Heath Ledger as the Joker, in the Batman movie The Dark Knight.
Heath Ledger as the Joker, in the Batman movie The Dark Knight.
Heath Ledger was a good looking and talented actor, father and son who seemingly had it all. Yet he died, as too many do, far too young.
And, as his dad Kim told our reporter Rebecca Malcolm, it was all down to a tragic mistake made by a "cavalier" youngman living a busy, slightly chaotic life.
Many people die every day who are not famous so we rarely hear their stories. Some will have died in the same way as Heath Ledger.
But inevitably when a celebrity dies, there is a fascination with everything about it.
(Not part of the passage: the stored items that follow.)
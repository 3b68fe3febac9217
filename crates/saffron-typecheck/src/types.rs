//! The type universe (§4.3) and the structural subtyping relation over it.

use ahash::AHashMap;

/// One inhabitant of the type universe. Compared structurally, not
/// nominally, except for the fast-path identity check in [`is_subtype`].
#[derive(Debug, Clone, PartialEq)]
pub enum Type {
    /// The bottom type: no value has it, so `Never <: X` is always false.
    Never,
    /// The top type: every value has it, so `X <: Any` is always true.
    Any,
    Simple(SimpleType),
    Functor(FunctorType),
    Generic(GenericType),
    Union(Box<Type>, Box<Type>),
    Interface(InterfaceType),
    /// A type-parameter placeholder bound inside a generic declaration's body.
    GenericDef { extends: Option<Box<Type>> },
}

#[derive(Debug, Clone, PartialEq)]
pub struct SimpleType {
    pub name: String,
    pub fields: AHashMap<String, Type>,
    pub methods: AHashMap<String, Type>,
    pub generics: Vec<String>,
    pub super_type: Option<Box<Type>>,
}

#[derive(Debug, Clone, PartialEq)]
pub struct FunctorType {
    pub args: Vec<Type>,
    pub generics: Vec<String>,
    pub ret: Box<Type>,
}

#[derive(Debug, Clone, PartialEq)]
pub struct GenericType {
    pub target: Box<Type>,
    pub args: Vec<Type>,
}

#[derive(Debug, Clone, PartialEq)]
pub struct InterfaceType {
    pub fields: AHashMap<String, Type>,
    pub methods: AHashMap<String, Type>,
    pub super_type: Option<Box<Type>>,
    pub generics: Vec<String>,
}

impl Type {
    pub fn name(&self) -> String {
        match self {
            Self::Never => "Never".to_string(),
            Self::Any => "Any".to_string(),
            Self::Simple(s) => s.name.clone(),
            Self::Functor(f) => {
                let args: Vec<_> = f.args.iter().map(Type::name).collect();
                format!("({}) => {}", args.join(", "), f.ret.name())
            }
            Self::Generic(g) => {
                let args: Vec<_> = g.args.iter().map(Type::name).collect();
                format!("{}<{}>", g.target.name(), args.join(", "))
            }
            Self::Union(l, r) => format!("{} | {}", l.name(), r.name()),
            Self::Interface(_) => "interface".to_string(),
            Self::GenericDef { .. } => "T".to_string(),
        }
    }

    pub fn simple(name: impl Into<String>) -> Self {
        Self::Simple(SimpleType { name: name.into(), fields: AHashMap::new(), methods: AHashMap::new(), generics: Vec::new(), super_type: None })
    }
}

/// Structural subtype check (§4.3):
/// 1. Identity is always true; `Never` is bottom, `Any` is top.
/// 2. A generic instance unwraps to its target before comparing.
/// 3. `SimpleType` compares by walking `sub`'s super chain.
/// 4. `FunctorType` checks arity, contravariant args, covariant return.
/// 5. `UnionType` super succeeds if `sub` fits either side.
/// 6. `InterfaceType` super is structural: every field/method in `sup` must
///    exist in `sub` with a compatible type.
pub fn is_subtype(sub: &Type, sup: &Type) -> bool {
    if sub == sup {
        return true;
    }
    if matches!(sub, Type::Never) {
        return true;
    }
    if matches!(sup, Type::Any) {
        return true;
    }
    if matches!(sub, Type::Any) {
        return false;
    }
    if let Type::Generic(g) = sub {
        return is_subtype(&g.target, sup);
    }
    match sup {
        Type::Union(left, right) => is_subtype(sub, left) || is_subtype(sub, right),
        Type::Simple(sup_simple) => simple_is_subtype(sub, sup_simple),
        Type::Functor(sup_fn) => functor_is_subtype(sub, sup_fn),
        Type::Interface(sup_iface) => interface_is_subtype(sub, sup_iface),
        Type::Generic(g) => is_subtype(sub, &g.target),
        Type::Never | Type::Any | Type::GenericDef { .. } => false,
    }
}

fn simple_is_subtype(sub: &Type, sup: &SimpleType) -> bool {
    let Type::Simple(mut cur) = sub.clone() else { return false };
    loop {
        if cur.name == sup.name {
            return true;
        }
        match cur.super_type {
            Some(next) => match *next {
                Type::Simple(next_simple) => cur = next_simple,
                _ => return false,
            },
            None => return false,
        }
    }
}

fn functor_is_subtype(sub: &Type, sup: &FunctorType) -> bool {
    let Type::Functor(sub_fn) = sub else { return false };
    if sub_fn.args.len() != sup.args.len() {
        return false;
    }
    // Contravariant in parameters: the sub-function must accept everything
    // the super-function's signature promises to pass it.
    let args_ok = sub_fn.args.iter().zip(&sup.args).all(|(sub_arg, sup_arg)| is_subtype(sup_arg, sub_arg));
    args_ok && is_subtype(&sub_fn.ret, &sup.ret)
}

fn interface_is_subtype(sub: &Type, sup: &InterfaceType) -> bool {
    let (sub_fields, sub_methods): (&AHashMap<String, Type>, &AHashMap<String, Type>) = match sub {
        Type::Simple(s) => (&s.fields, &s.methods),
        Type::Interface(i) => (&i.fields, &i.methods),
        _ => return false,
    };
    let fields_ok = sup.fields.iter().all(|(name, ty)| sub_fields.get(name).is_some_and(|sub_ty| is_subtype(sub_ty, ty)));
    let methods_ok = sup.methods.iter().all(|(name, ty)| sub_methods.get(name).is_some_and(|sub_ty| is_subtype(sub_ty, ty)));
    fields_ok && methods_ok
}

#[cfg(test)]
mod tests {
    use super::*;

    #[test]
    fn identity_and_bottom_top() {
        let number = Type::simple("Number");
        assert!(is_subtype(&number, &number));
        assert!(is_subtype(&Type::Never, &number));
        assert!(!is_subtype(&number, &Type::Never));
        assert!(is_subtype(&number, &Type::Any));
    }

    #[test]
    fn simple_walks_the_super_chain() {
        let animal = SimpleType { name: "Animal".into(), fields: AHashMap::new(), methods: AHashMap::new(), generics: Vec::new(), super_type: None };
        let dog = Type::Simple(SimpleType {
            name: "Dog".into(),
            fields: AHashMap::new(),
            methods: AHashMap::new(),
            generics: Vec::new(),
            super_type: Some(Box::new(Type::Simple(animal.clone()))),
        });
        assert!(is_subtype(&dog, &Type::Simple(animal)));
        assert!(!is_subtype(&Type::simple("Cat"), &dog));
    }

    #[test]
    fn functor_checks_contravariant_args_covariant_return() {
        let narrow_to_wide = Type::Functor(FunctorType { args: vec![Type::Any], generics: Vec::new(), ret: Box::new(Type::simple("Number")) });
        let wide_to_narrow = Type::Functor(FunctorType { args: vec![Type::simple("Number")], generics: Vec::new(), ret: Box::new(Type::Any) });
        assert!(is_subtype(&narrow_to_wide, &wide_to_narrow));
        assert!(!is_subtype(&wide_to_narrow, &narrow_to_wide));
    }

    #[test]
    fn interface_subtyping_is_structural() {
        let mut fields = AHashMap::new();
        fields.insert("name".to_string(), Type::simple("String"));
        let iface = InterfaceType { fields, methods: AHashMap::new(), super_type: None, generics: Vec::new() };

        let mut dog_fields = AHashMap::new();
        dog_fields.insert("name".to_string(), Type::simple("String"));
        dog_fields.insert("breed".to_string(), Type::simple("String"));
        let dog = Type::Simple(SimpleType { name: "Dog".into(), fields: dog_fields, methods: AHashMap::new(), generics: Vec::new(), super_type: None });

        assert!(is_subtype(&dog, &Type::Interface(iface)));
    }
}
How, where, when, why it happened are all immediately speculated upon and every detail reported.
While that has its downsides, such as loss of privacy and sometimes inaccurate and hurtful rumours, there will often be the opportunity for a star's public profile to be used for good even after they are gone.
Kim Ledger is taking that opportunity, just as he believes his son would have done had the roles been reversed.
Mr Ledger has become the patron of ScriptWise in the Ledgers' home country of Australia, a not-for-profit organisation that aims to prevent prescription medication misuse and overdose fatalities.
He will today address delegates of the Cutting Edge Addiction Conference in Rotorua, sharing the benefits not only of his personal experience of losing a child to an accidental prescription drug overdose but the research he has since carried out.
He says addiction to prescription drugs and the accidental mixing of those drugs, as happened with his son, are massive issues that need to be talked about. He wants to help raise awareness, to stop other families going through the pain his has.
There can be a casual attitude around prescription drugs - if they are legal and prescribed by a doctor then surely they can't be too harmful, right?
Wrong. And Mr Ledger and the other experts at this week's conference are to be commended for their efforts to put that myth to rest.